GA4 Data Processing
The raw data we get from Google Analytics is processed to make it more useful for our needs. Specifically we transform the data from sharded tables to a partitioned table and also flatten the data from it’s initial nested structure.
The processing takes place in the Google Cloud Project https://console.cloud.google.com/welcome?project=gds-bq-reporting
using Dataform.
A link to the specific Dataform repository is here: https://console.cloud.google.com/bigquery/dataform/locations/europe-west2/repositories/ga4_production_partitioning/details/workspaces?project=gds-bq-reporting
Sharded to Partitioned tables
This process takes a date sharded table (ending YYYYMMDD) and copies it as a new partition into ga4-analytics-352613.analytics_330577055.partitioned_events
.
The partitioning is done on event_date
which means that this field is transformed from a string into a timestamp.
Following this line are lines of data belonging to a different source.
//! Anomaly detection pipeline
//!
//! One immutable context per process: extract → standardize → reconstruct →
//! threshold. Requests share it read-only; there is no cross-request state
//! beyond the latency counters.

use std::sync::atomic::{AtomicU64, Ordering};
use std::time::Instant;

use ndarray::{ArrayView1, Axis};
use serde::Serialize;

use crate::error::{AppError, AppResult};
use crate::models::TelemetryRecord;

use super::features;
use super::network::{reconstruction_mse, TransformerAutoencoder};
use super::scaler::StandardScaler;

/// Reconstruction-error threshold the model was calibrated against.
/// Scores strictly above it are anomalous.
pub const MSE_THRESHOLD: f32 = 0.1;

/// Outcome of scoring one record.
#[derive(Debug, Clone, Serialize)]
pub struct InferenceResult {
    pub vehicle_id: String,
    pub is_anomaly: bool,
    pub mse: f32,
}

impl InferenceResult {
    pub fn status_label(&self) -> &'static str {
        if self.is_anomaly {
            "anomalous"
        } else {
            "normal"
        }
    }
}

/// Engine status for the health endpoint.
#[derive(Debug, Clone, Serialize)]
pub struct EngineStatus {
    pub inference_device: &'static str,
    pub threshold: f32,
    pub feature_count: usize,
    pub feature_layout: [&'static str; features::FEATURE_COUNT],
    pub max_seq_len: usize,
    pub avg_latency_ms: f32,
    pub inference_count: u64,
}

/// Immutable inference context: pretrained network, fitted scaler and the
/// device they compute on. Built once at startup and shared via `Arc`.
pub struct AnomalyDetector {
    network: TransformerAutoencoder,
    scaler: StandardScaler,
    device: &'static str,
    latency_sum_us: AtomicU64,
    inference_count: AtomicU64,
}

impl AnomalyDetector {
    pub fn new(
        network: TransformerAutoencoder,
        scaler: StandardScaler,
        device: &'static str,
    ) -> Self {
        if !scaler.is_fitted() {
            tracing::warn!("Detector constructed with an unfitted scaler; requests will fail");
        }
        Self {
            network,
            scaler,
            device,
            latency_sum_us: AtomicU64::new(0),
            inference_count: AtomicU64::new(0),
        }
    }

    /// `true` when a reconstruction error counts as anomalous.
    pub fn classify(mse: f32) -> bool {
        mse > MSE_THRESHOLD
    }

    /// Score one telemetry record.
    pub fn detect(&self, record: &TelemetryRecord) -> AppResult<InferenceResult> {
        let start = Instant::now();

        let (features, vehicle_id) = features::extract(record);
        let standardized = self.scaler.transform(ArrayView1::from(&features[..]))?;

        // A single record is a sequence of length 1.
        let input = standardized.insert_axis(Axis(0));
        let reconstructed = self.network.forward(&input)?;

        if reconstructed.dim() != input.dim() {
            let (rows, cols) = reconstructed.dim();
            let (in_rows, in_cols) = input.dim();
            return Err(AppError::ShapeMismatch {
                input: vec![in_rows, in_cols],
                reconstructed: vec![rows, cols],
            });
        }

        let mse = reconstruction_mse(&reconstructed, &input);

        self.latency_sum_us
            .fetch_add(start.elapsed().as_micros() as u64, Ordering::Relaxed);
        self.inference_count.fetch_add(1, Ordering::Relaxed);

        tracing::debug!("Vehicle {}: mse {:.6}", vehicle_id, mse);

        Ok(InferenceResult {
            vehicle_id: vehicle_id.to_string(),
            is_anomaly: Self::classify(mse),
            mse,
        })
    }

    pub fn status(&self) -> EngineStatus {
        let sum = self.latency_sum_us.load(Ordering::Relaxed);
        let count = self.inference_count.load(Ordering::Relaxed);
        let avg = if count > 0 {
            (sum as f32 / count as f32) / 1000.0
        } else {
            0.0
        };

        EngineStatus {
            inference_device: self.device,
            threshold: MSE_THRESHOLD,
            feature_count: features::FEATURE_COUNT,
            feature_layout: features::FEATURE_LAYOUT,
            max_seq_len: self.network.max_seq_len(),
            avg_latency_ms: avg,
            inference_count: count,
        }
    }
}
The table is also clustered on event_name
Flattened table creation
The flattened GA4 data is created from the partitioned table and it is also partitioned on event_date
and clustered on event_name
and is saved as ga4-analytics-352613.flattened_dataset.partitioned_flattened_events
Re-running the pipeline
If the raw data arrives after 8am UTC then data will be missing until the pipeline has been manually run. To perfrom a manual execution click on the start execution button here https://console.cloud.google.com/bigquery/dataform/locations/europe-west2/repositories/ga4_production_partitioning/details/release-scheduling?project=gds-bq-reporting and select the Production release configuration and all actions to run.